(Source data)

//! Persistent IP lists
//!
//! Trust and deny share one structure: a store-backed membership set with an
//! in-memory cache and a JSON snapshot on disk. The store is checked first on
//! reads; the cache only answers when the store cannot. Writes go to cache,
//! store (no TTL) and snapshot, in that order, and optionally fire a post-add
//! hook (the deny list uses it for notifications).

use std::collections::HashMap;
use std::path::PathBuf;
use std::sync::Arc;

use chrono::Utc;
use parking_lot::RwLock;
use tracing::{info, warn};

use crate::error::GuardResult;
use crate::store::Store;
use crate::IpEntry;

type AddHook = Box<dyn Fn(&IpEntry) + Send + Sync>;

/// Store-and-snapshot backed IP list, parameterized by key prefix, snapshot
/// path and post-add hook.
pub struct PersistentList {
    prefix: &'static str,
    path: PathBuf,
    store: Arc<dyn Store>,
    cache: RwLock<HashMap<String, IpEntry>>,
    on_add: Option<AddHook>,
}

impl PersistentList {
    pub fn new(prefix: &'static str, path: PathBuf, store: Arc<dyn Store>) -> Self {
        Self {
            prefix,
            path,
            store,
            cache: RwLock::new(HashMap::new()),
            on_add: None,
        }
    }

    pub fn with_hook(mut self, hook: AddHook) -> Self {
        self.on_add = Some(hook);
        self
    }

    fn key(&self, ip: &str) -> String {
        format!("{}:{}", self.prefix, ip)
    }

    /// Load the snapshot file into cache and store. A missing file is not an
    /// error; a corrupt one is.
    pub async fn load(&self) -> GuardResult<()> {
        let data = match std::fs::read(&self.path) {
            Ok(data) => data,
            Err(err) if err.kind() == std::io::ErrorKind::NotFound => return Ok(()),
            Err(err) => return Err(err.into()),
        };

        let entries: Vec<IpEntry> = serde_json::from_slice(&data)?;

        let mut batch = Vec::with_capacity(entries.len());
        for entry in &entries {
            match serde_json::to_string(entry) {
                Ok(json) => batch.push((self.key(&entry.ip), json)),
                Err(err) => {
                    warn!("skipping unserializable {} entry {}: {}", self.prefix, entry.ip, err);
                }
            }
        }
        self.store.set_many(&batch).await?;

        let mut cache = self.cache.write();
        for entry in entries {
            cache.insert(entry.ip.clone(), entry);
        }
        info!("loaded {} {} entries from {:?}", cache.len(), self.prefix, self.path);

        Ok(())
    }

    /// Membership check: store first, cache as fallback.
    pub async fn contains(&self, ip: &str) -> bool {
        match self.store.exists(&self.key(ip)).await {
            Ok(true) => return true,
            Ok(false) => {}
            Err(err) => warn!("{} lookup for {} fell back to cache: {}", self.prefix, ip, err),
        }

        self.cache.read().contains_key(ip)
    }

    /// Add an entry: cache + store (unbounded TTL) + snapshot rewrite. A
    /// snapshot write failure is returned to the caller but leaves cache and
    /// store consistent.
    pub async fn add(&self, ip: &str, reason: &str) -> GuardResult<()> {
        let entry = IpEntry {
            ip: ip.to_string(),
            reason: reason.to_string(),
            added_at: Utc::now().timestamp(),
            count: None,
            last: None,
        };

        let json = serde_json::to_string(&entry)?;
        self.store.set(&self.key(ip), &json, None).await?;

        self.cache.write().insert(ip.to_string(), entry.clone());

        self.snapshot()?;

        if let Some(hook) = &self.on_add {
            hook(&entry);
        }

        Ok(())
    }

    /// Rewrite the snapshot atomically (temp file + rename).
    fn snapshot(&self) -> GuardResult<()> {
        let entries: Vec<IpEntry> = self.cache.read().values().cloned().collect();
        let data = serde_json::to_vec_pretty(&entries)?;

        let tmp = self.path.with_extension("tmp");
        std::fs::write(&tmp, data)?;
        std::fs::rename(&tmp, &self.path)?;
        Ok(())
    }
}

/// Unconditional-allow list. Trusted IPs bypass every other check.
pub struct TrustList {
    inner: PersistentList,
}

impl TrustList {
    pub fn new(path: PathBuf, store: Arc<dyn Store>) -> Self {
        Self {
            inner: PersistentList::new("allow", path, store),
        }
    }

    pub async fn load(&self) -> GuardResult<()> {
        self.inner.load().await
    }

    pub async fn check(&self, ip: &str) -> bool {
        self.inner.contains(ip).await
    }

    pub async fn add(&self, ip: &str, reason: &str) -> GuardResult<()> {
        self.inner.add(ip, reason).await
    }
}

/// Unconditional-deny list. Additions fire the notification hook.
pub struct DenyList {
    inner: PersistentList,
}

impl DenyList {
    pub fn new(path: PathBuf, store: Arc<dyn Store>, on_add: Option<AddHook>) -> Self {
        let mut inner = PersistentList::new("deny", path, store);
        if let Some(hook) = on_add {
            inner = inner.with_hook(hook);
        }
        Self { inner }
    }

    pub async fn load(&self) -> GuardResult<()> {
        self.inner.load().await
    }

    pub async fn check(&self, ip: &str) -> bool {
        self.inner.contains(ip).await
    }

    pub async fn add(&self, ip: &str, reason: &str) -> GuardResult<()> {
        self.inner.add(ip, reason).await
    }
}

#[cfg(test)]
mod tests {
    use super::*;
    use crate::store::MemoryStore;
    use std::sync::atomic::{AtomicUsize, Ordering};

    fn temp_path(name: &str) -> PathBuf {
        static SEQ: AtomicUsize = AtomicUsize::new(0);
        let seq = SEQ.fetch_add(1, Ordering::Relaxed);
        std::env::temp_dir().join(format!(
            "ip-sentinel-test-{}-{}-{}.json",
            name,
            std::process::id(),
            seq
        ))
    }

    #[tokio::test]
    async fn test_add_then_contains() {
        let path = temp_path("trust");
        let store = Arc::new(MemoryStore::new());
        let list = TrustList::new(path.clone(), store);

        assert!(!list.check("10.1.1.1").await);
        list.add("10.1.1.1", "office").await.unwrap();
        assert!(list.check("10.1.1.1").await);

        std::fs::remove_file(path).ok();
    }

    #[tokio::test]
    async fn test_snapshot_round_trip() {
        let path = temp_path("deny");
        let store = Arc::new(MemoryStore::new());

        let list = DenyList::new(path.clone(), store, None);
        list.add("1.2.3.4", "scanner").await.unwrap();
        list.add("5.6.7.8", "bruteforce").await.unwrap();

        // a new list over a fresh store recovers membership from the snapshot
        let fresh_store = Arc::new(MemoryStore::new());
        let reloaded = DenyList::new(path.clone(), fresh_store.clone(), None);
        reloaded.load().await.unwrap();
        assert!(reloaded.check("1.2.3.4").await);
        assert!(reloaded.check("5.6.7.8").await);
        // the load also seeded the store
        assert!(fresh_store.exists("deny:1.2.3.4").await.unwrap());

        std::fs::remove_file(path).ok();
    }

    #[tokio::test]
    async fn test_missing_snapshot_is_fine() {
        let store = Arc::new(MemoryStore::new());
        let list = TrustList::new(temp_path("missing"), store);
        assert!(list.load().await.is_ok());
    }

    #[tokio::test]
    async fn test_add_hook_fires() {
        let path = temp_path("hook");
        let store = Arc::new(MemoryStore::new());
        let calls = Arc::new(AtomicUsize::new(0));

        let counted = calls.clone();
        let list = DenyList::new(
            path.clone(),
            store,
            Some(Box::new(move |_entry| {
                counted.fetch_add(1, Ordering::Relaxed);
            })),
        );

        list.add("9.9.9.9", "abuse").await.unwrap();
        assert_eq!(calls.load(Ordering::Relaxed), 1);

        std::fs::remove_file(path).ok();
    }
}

## PROBLEM DETAILS
Extract all lines from the data in which "Ordering" is found.

## ANSWER
    use std::sync::atomic::{AtomicUsize, Ordering};
        let seq = SEQ.fetch_add(1, Ordering::Relaxed);
                counted.fetch_add(1, Ordering::Relaxed);
        assert_eq!(calls.load(Ordering::Relaxed), 1);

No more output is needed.